==== MATERIAL FOR THIS EXERCISE

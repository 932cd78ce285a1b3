/*
 * Copyright (c) 2024. Govcraft
 *
 * Licensed under either of
 *   * Apache License, Version 2.0 (the "License");
 *     you may not use this file except in compliance with the License.
 *     You may obtain a copy of the License at http://www.apache.org/licenses/LICENSE-2.0
 *   * MIT license: http://opensource.org/licenses/MIT
 *
 * Unless required by applicable law or agreed to in writing, software
 * distributed under the License is distributed on an "AS IS" BASIS,
 * WITHOUT WARRANTIES OR CONDITIONS OF ANY KIND, either express or implied.
 * See the applicable License for the specific language governing permissions and
 * limitations under that License.
 */
use std::any::TypeId;
use std::fmt;
use std::sync::Arc;
use std::time::SystemTime;

use crate::traits::{Broadcast, BusMessage, Event};

/// Identity of one routed event instance.
///
/// Allocated by the bus when an event is actually routed to a subscriber and
/// used as the key of the in-flight table.
#[derive(Debug, Clone, Copy, PartialEq, Eq, Hash, PartialOrd, Ord)]
pub struct EventId(pub(crate) u64);

impl fmt::Display for EventId {
    fn fmt(&self, f: &mut fmt::Formatter<'_>) -> fmt::Result {
        write!(f, "event#{}", self.0)
    }
}

/// A message as it sits in a worker's inbox.
///
/// The payload is reference counted so one broadcast can be placed into many
/// inboxes without copying it. The concrete `TypeId` is captured at
/// construction and is the key used to find the receiving worker's reaction.
#[derive(Debug, Clone)]
pub struct Envelope {
    pub(crate) message: Arc<dyn BusMessage>,
    pub(crate) type_id: TypeId,
    pub(crate) type_name: &'static str,
    pub(crate) event_id: Option<EventId>,
    pub(crate) timestamp: SystemTime,
}

impl Envelope {
    pub(crate) fn for_event<E: Event>(event: E, id: EventId) -> Self {
        Self {
            message: Arc::new(event),
            type_id: TypeId::of::<E>(),
            type_name: std::any::type_name::<E>(),
            event_id: Some(id),
            timestamp: SystemTime::now(),
        }
    }

    pub(crate) fn for_broadcast<B: Broadcast>(broadcast: B) -> Self {
        Self {
            message: Arc::new(broadcast),
            type_id: TypeId::of::<B>(),
            type_name: std::any::type_name::<B>(),
            event_id: None,
            timestamp: SystemTime::now(),
        }
    }

    /// The type-erased payload.
    #[inline]
    #[must_use]
    pub fn message(&self) -> &dyn BusMessage {
        self.message.as_ref()
    }

    /// Borrows the payload as `M` if that is its concrete type.
    #[must_use]
    pub fn downcast_ref<M: BusMessage>(&self) -> Option<&M> {
        self.message.as_any().downcast_ref::<M>()
    }

    /// `TypeId` of the concrete payload.
    #[inline]
    #[must_use]
    pub const fn type_id(&self) -> TypeId {
        self.type_id
    }

    /// Name of the concrete payload type, for diagnostics.
    #[inline]
    #[must_use]
    pub const fn type_name(&self) -> &'static str {
        self.type_name
    }

    /// The event identity, or `None` for broadcasts.
    #[inline]
    #[must_use]
    pub const fn event_id(&self) -> Option<EventId> {
        self.event_id
    }

    /// When the envelope was created by the sender.
    #[inline]
    #[must_use]
    pub const fn timestamp(&self) -> SystemTime {
        self.timestamp
    }
}
/*
 * Copyright (c) 2024. Govcraft
 *
 * Licensed under either of
 *   * Apache License, Version 2.0 (the "License");
 *     you may not use this file except in compliance with the License.
 *     You may obtain a copy of the License at http://www.apache.org/licenses/LICENSE-2.0
 *   * MIT license: http://opensource.org/licenses/MIT
 *
 * Unless required by applicable law or agreed to in writing, software
 * distributed under the License is distributed on an "AS IS" BASIS,
 * WITHOUT WARRANTIES OR CONDITIONS OF ANY KIND, either express or implied.
 * See the applicable License for the specific language governing permissions and
 * limitations under that License.
 */

//! Internal type aliases for reactions and lifecycle hooks.

use std::any::TypeId;
use std::collections::HashMap;
use std::fmt::Debug;
use std::future::Future;
use std::pin::Pin;

use crate::common::MessageBus;
use crate::message::Envelope;
use crate::worker::{ManagedWorker, Started, WorkerId};

/// The future a reaction or lifecycle hook returns.
///
/// It must own everything it uses: copy what you need out of the worker
/// before building it. Build these with [`Reaction`](crate::common::Reaction).
pub type ReactionFuture = Pin<Box<dyn Future<Output = ()> + Send + 'static>>;

/// Crate-internal: a worker's reactions, one per message type.
///
/// A plain `HashMap`: reactions are declared while the worker is idle and only
/// read by its own loop afterwards.
pub(crate) type ReactorMap<Model> = HashMap<TypeId, ReactorItem<Model>>;

/// Crate-internal: a reaction with its message type erased.
pub(crate) type EnvelopeReactor<Model> = dyn for<'a, 'b> Fn(&'a mut ManagedWorker<Started, Model>, &'b Envelope) -> ReactionFuture
    + Send
    + Sync
    + 'static;

/// Crate-internal: what `start` needs to know about each declared reaction.
pub(crate) struct ReactorItem<Model: Default + Send + Debug + 'static> {
    pub(crate) type_name: &'static str,
    pub(crate) subscribe: fn(&MessageBus, &WorkerId) -> bool,
    pub(crate) react: Box<EnvelopeReactor<Model>>,
}

/// Crate-internal: an optional lifecycle hook.
pub(crate) type LifecycleHook<Model> =
    Option<Box<dyn Fn(&ManagedWorker<Started, Model>) -> ReactionFuture + Send + Sync + 'static>>;
/*
 * Copyright (c) 2024. Govcraft
 *
 * Licensed under either of
 *   * Apache License, Version 2.0 (the "License");
 *     you may not use this file except in compliance with the License.
 *     You may obtain a copy of the License at http://www.apache.org/licenses/LICENSE-2.0
 *   * MIT license: http://opensource.org/licenses/MIT
 *
 * Unless required by applicable law or agreed to in writing, software
 * distributed under the License is distributed on an "AS IS" BASIS,
 * WITHOUT WARRANTIES OR CONDITIONS OF ANY KIND, either express or implied.
 * See the applicable License for the specific language governing permissions and
 * limitations under that License.
 */

use std::fmt::Debug;
use std::sync::Arc;

use futures::future::join_all;
use tracing::{error, instrument, trace};

use crate::common::runtime_inner::RuntimeInner;
use crate::common::{BusConfig, MessageBus, WorkerHandle};
use crate::traits::{MicroService, WorkerHandleInterface};
use crate::worker::{Idle, ManagedWorker, WorkerId};

/// Owns one [`MessageBus`] and keeps track of the workers started on it.
///
/// Created by [`BusApp::launch`](crate::common::BusApp::launch). Clones share
/// the same bus, registry and configuration. Workers created here get a
/// cancellation token derived from the runtime's, so
/// [`shutdown_all`](Self::shutdown_all) can reach every one of them.
#[derive(Debug, Clone)]
pub struct BusRuntime(pub(crate) Arc<RuntimeInner>);

impl Default for BusRuntime {
    fn default() -> Self {
        Self::new(BusConfig::default())
    }
}

impl BusRuntime {
    pub(crate) fn new(config: BusConfig) -> Self {
        Self(Arc::new(RuntimeInner::new(config)))
    }

    /// The bus shared by this runtime's workers.
    #[inline]
    #[must_use]
    pub fn bus(&self) -> &MessageBus {
        &self.0.bus
    }

    /// The configuration this runtime was launched with.
    #[inline]
    #[must_use]
    pub fn config(&self) -> &BusConfig {
        &self.0.config
    }

    /// Number of started workers that have not exited yet.
    #[inline]
    #[must_use]
    pub fn worker_count(&self) -> usize {
        self.0.workers.len()
    }

    /// Handles of every started worker that has not exited yet.
    #[must_use]
    pub fn workers(&self) -> Vec<WorkerHandle> {
        self.0.workers.iter().map(|entry| entry.value().clone()).collect()
    }

    /// Creates an idle worker named `name` on this runtime's bus.
    pub fn new_worker<Model>(&self, name: impl Into<Arc<str>>) -> ManagedWorker<Idle, Model>
    where
        Model: Default + Send + Debug + 'static,
    {
        let worker = ManagedWorker::new_in(self, name.into());
        trace!(worker = %worker.id(), "new worker");
        worker
    }

    /// Creates an idle worker with the configured default name.
    pub fn new_worker_default<Model>(&self) -> ManagedWorker<Idle, Model>
    where
        Model: Default + Send + Debug + 'static,
    {
        let name = self.0.config.defaults.worker_name.clone();
        self.new_worker(name)
    }

    /// Creates a worker, lets `setup` declare its reactions and hooks, and starts it.
    pub async fn spawn_worker<Model>(
        &self,
        name: impl Into<Arc<str>>,
        setup: impl FnOnce(&mut ManagedWorker<Idle, Model>),
    ) -> WorkerHandle
    where
        Model: Default + Send + Debug + 'static,
    {
        let mut worker = self.new_worker(name);
        setup(&mut worker);
        worker.start().await
    }

    /// Creates, initializes and starts a [`MicroService`].
    #[instrument(skip(self, name), fields(service = std::any::type_name::<S>()))]
    pub async fn spawn_service<S: MicroService>(&self, name: impl Into<Arc<str>>) -> WorkerHandle {
        self.spawn_worker(name, S::initialize).await
    }

    pub(crate) fn track(&self, handle: &WorkerHandle) {
        self.0.workers.insert(handle.id.clone(), handle.clone());
    }

    pub(crate) fn forget(&self, id: &WorkerId) {
        self.0.workers.remove(id);
    }

    /// Waits until every started worker has exited on its own.
    ///
    /// Workers started while waiting are not waited for.
    pub async fn join_all(&self) {
        let handles = self.workers();
        trace!(workers = handles.len(), "waiting for workers to exit");
        join_all(handles.iter().map(|handle| handle.join())).await;
    }

    /// Terminates every worker and waits for them to exit.
    ///
    /// # Errors
    ///
    /// Returns an error if the workers did not all exit within the configured
    /// system shutdown timeout. In that case the runtime's cancellation token is
    /// cancelled, so workers created on this runtime afterwards start terminated.
    #[instrument(skip(self))]
    pub async fn shutdown_all(&self) -> anyhow::Result<()> {
        let handles = self.workers();
        trace!(workers = handles.len(), "stopping all workers");

        let stops = handles.iter().map(|handle| async move {
            if let Err(e) = handle.stop().await {
                error!("Error stopping worker {}: {:?}", handle.id(), e);
            }
        });

        let timeout = self.0.config.system_shutdown_timeout();
        if tokio::time::timeout(timeout, join_all(stops)).await.is_err() {
            error!("System-wide shutdown timeout expired after {:?}. Cancelling remaining workers.", timeout);
            self.0.cancellation_token.cancel();
            return Err(anyhow::anyhow!(
                "workers did not shut down within {timeout:?}"
            ));
        }
        trace!("all workers stopped");
        Ok(())
    }
}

========

## WHAT YOU HAVE TO DO
Begin at the line above that has "use std::collections::HashMap;" and stop after the line that has "message type erased.", copying each line exactly and adding nothing else.

## WRITTEN SOLUTION
use std::collections::HashMap;
use std::fmt::Debug;
use std::future::Future;
use std::pin::Pin;

use crate::common::MessageBus;
use crate::message::Envelope;
use crate::worker::{ManagedWorker, Started, WorkerId};

/// The future a reaction or lifecycle hook returns.
///
/// It must own everything it uses: copy what you need out of the worker
/// before building it. Build these with [`Reaction`](crate::common::Reaction).
pub type ReactionFuture = Pin<Box<dyn Future<Output = ()> + Send + 'static>>;

/// Crate-internal: a worker's reactions, one per message type.
///
/// A plain `HashMap`: reactions are declared while the worker is idle and only
/// read by its own loop afterwards.
pub(crate) type ReactorMap<Model> = HashMap<TypeId, ReactorItem<Model>>;

/// Crate-internal: a reaction with its message type erased.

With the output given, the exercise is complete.